Please restate verbatim the lines that open the listing below, ending with the line in which "#[command(flatten)]" occurs.

*Given information:*
◆ ◆ ◆ ◆ ◆ ◆ ◆

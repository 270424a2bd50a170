//! pmx - evaluate and edit price matrix snapshots

use anyhow::{bail, Context, Result};
use clap::{Args, Parser, Subcommand};
use pricematrix::prelude::*;
use std::io::{self, Write};
use std::path::{Path, PathBuf};

#[derive(Parser)]
#[command(name = "pmx")]
#[command(author, version, about = "Evaluate and edit price matrix snapshots")]
struct Cli {
    #[command(flatten)]
    limits: LimitArgs,

    #[command(subcommand)]
    command: Commands,
}

#[derive(Args)]
struct LimitArgs {
    /// Maximum number of rows per matrix
    #[arg(long, global = true, default_value_t = MatrixLimits::default().max_rows)]
    max_rows: u32,

    /// Maximum number of columns per matrix
    #[arg(long, global = true, default_value_t = MatrixLimits::default().max_cols)]
    max_cols: u16,
}

#[derive(Subcommand)]
enum Commands {
    /// Print the computed values of a matrix as delimited text
    Eval {
        /// Snapshot file (JSON)
        input: PathBuf,

        /// Matrix to print (default: the first one)
        #[arg(short, long)]
        matrix: Option<String>,

        /// Output file (default: stdout)
        #[arg(short, long)]
        output: Option<PathBuf>,

        /// Field delimiter
        #[arg(short, long, default_value = ",")]
        delimiter: char,
    },

    /// Write one cell and save the snapshot
    Set {
        /// Snapshot file (JSON)
        input: PathBuf,

        /// Cell in A1 notation, e.g. B3
        cell: String,

        /// Raw text: a literal, or a formula starting with '='
        raw: String,

        /// Matrix to edit (default: the first one)
        #[arg(short, long)]
        matrix: Option<String>,

        /// Where to write the snapshot (default: overwrite the input)
        #[arg(short, long)]
        output: Option<PathBuf>,
    },

    /// Show the matrices of a snapshot
    Info {
        /// Snapshot file (JSON)
        input: PathBuf,
    },
}

fn main() -> Result<()> {
    let cli = Cli::parse();
    let options = EngineOptions::default()
        .with_limits(MatrixLimits::new(cli.limits.max_rows, cli.limits.max_cols));

    match cli.command {
        Commands::Eval {
            input,
            matrix,
            output,
            delimiter,
        } => eval(&input, options, matrix.as_deref(), output.as_deref(), delimiter),
        Commands::Set {
            input,
            cell,
            raw,
            matrix,
            output,
        } => set(&input, options, &cell, &raw, matrix.as_deref(), output.as_deref()),
        Commands::Info { input } => show_info(&input, options),
    }
}

fn load(input: &Path, options: EngineOptions) -> Result<Session> {
    let json = std::fs::read_to_string(input)
        .with_context(|| format!("Failed to read '{}'", input.display()))?;
    let snapshot = SessionSnapshot::from_json(&json)
        .with_context(|| format!("Failed to parse '{}'", input.display()))?;
    Session::from_snapshot(&snapshot, options)
        .with_context(|| format!("Failed to load '{}'", input.display()))
}

/// The named matrix, or the first one
fn pick_matrix(session: &Session, name: Option<&str>) -> Result<String> {
    match name {
        Some(name) => {
            session
                .sheet(name)
                .with_context(|| format!("Matrix '{}' not found", name))?;
            Ok(name.to_string())
        }
        None => match session.matrix_names().first() {
            Some(first) => Ok(first.to_string()),
            None => bail!("Snapshot contains no matrices"),
        },
    }
}

fn eval(
    input: &Path,
    options: EngineOptions,
    matrix: Option<&str>,
    output: Option<&Path>,
    delimiter: char,
) -> Result<()> {
    let session = load(input, options)?;
    let name = pick_matrix(&session, matrix)?;
    let sheet = session.sheet(&name)?;

    let (rows, cols) = sheet.matrix().dimensions();
    if rows == 0 || cols == 0 {
        eprintln!("Warning: matrix '{}' is empty", name);
        return Ok(());
    }

    let mut text = String::new();
    for row in 0..rows {
        for col in 0..cols {
            if col > 0 {
                text.push(delimiter);
            }
            let view = sheet.view(row, col);
            text.push_str(&quote_field(&view.display_value, delimiter));
        }
        text.push('\n');
    }

    if let Some(output_path) = output {
        std::fs::write(output_path, &text)
            .with_context(|| format!("Failed to write '{}'", output_path.display()))?;
        eprintln!("Wrote {} rows to '{}'", rows, output_path.display());
    } else {
        io::stdout()
            .write_all(text.as_bytes())
            .context("Failed to write to stdout")?;
    }

    Ok(())
}

/// Quote a field if it contains the delimiter, quotes or line breaks
fn quote_field(text: &str, delimiter: char) -> String {
    if text.contains(delimiter) || text.contains('"') || text.contains('\n') || text.contains('\r')
    {
        format!("\"{}\"", text.replace('"', "\"\""))
    } else {
        text.to_string()
    }
}

fn set(
    input: &Path,
    options: EngineOptions,
    cell: &str,
    raw: &str,
    matrix: Option<&str>,
    output: Option<&Path>,
) -> Result<()> {
    let mut session = load(input, options)?;
    let name = pick_matrix(&session, matrix)?;
    let addr =
        CellAddress::parse(cell).with_context(|| format!("Invalid cell reference '{}'", cell))?;

    let result = session
        .set_cell(&name, addr.row, addr.col, raw)
        .with_context(|| format!("Failed to set {}!{}", name, cell))?;

    let view = &result.cell;
    match &view.diagnostic {
        Some(diagnostic) => eprintln!("{}!{} = {} ({})", name, addr, view.display_value, diagnostic),
        None => eprintln!("{}!{} = {}", name, addr, view.display_value),
    }
    eprintln!(
        "Recalculated {} cells ({} errors)",
        result.stats.cells_evaluated, result.stats.errors
    );

    let json = session.serialize().to_json()?;
    let output_path = output.unwrap_or(input);
    std::fs::write(output_path, json + "\n")
        .with_context(|| format!("Failed to write '{}'", output_path.display()))?;

    Ok(())
}

fn show_info(input: &Path, options: EngineOptions) -> Result<()> {
    let session = load(input, options)?;
    let names = session.matrix_names();

    println!("File: {}", input.display());
    println!("Matrices: {}", names.len());

    for (i, name) in names.iter().enumerate() {
        let sheet = session.sheet(name)?;
        let (rows, cols) = sheet.matrix().dimensions();

        println!();
        println!("  Matrix {}: \"{}\"", i, name);
        println!("    Dimensions: {} rows x {} columns", rows, cols);
        println!("    Formulas: {}", sheet.matrix().formula_count());
        println!("    Errors: {}", sheet.error_count());
        let circular = sheet.circular_cells();
        if !circular.is_empty() {
            let cells: Vec<String> = circular.iter().map(ToString::to_string).collect();
            println!("    Circular: {}", cells.join(", "));
        }
    }

    Ok(())
}

#[cfg(test)]
mod tests {
    use super::*;

    #[test]
    fn test_quote_field() {
        assert_eq!(quote_field("12.5", ','), "12.5");
        assert_eq!(quote_field("Widget, large", ','), "\"Widget, large\"");
        assert_eq!(quote_field("say \"hi\"", ';'), "\"say \"\"hi\"\"\"");
    }

    #[test]
    fn test_pick_matrix_defaults_to_first() {
        let mut session = Session::default();
        session.add_matrix("Prices").unwrap();
        session.add_matrix("Discounts").unwrap();

        assert_eq!(pick_matrix(&session, None).unwrap(), "Prices");
        assert_eq!(pick_matrix(&session, Some("Discounts")).unwrap(), "Discounts");
        assert!(pick_matrix(&session, Some("Tiers")).is_err());
        assert!(pick_matrix(&Session::default(), None).is_err());
    }
}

◆ ◆ ◆ ◆ ◆ ◆ ◆

*Result:*
repository 270424a2bd50a170
//! pmx - evaluate and edit price matrix snapshots

use anyhow::{bail, Context, Result};
use clap::{Args, Parser, Subcommand};
use pricematrix::prelude::*;
use std::io::{self, Write};
use std::path::{Path, PathBuf};

#[derive(Parser)]
#[command(name = "pmx")]
#[command(author, version, about = "Evaluate and edit price matrix snapshots")]
struct Cli {
    #[command(flatten)]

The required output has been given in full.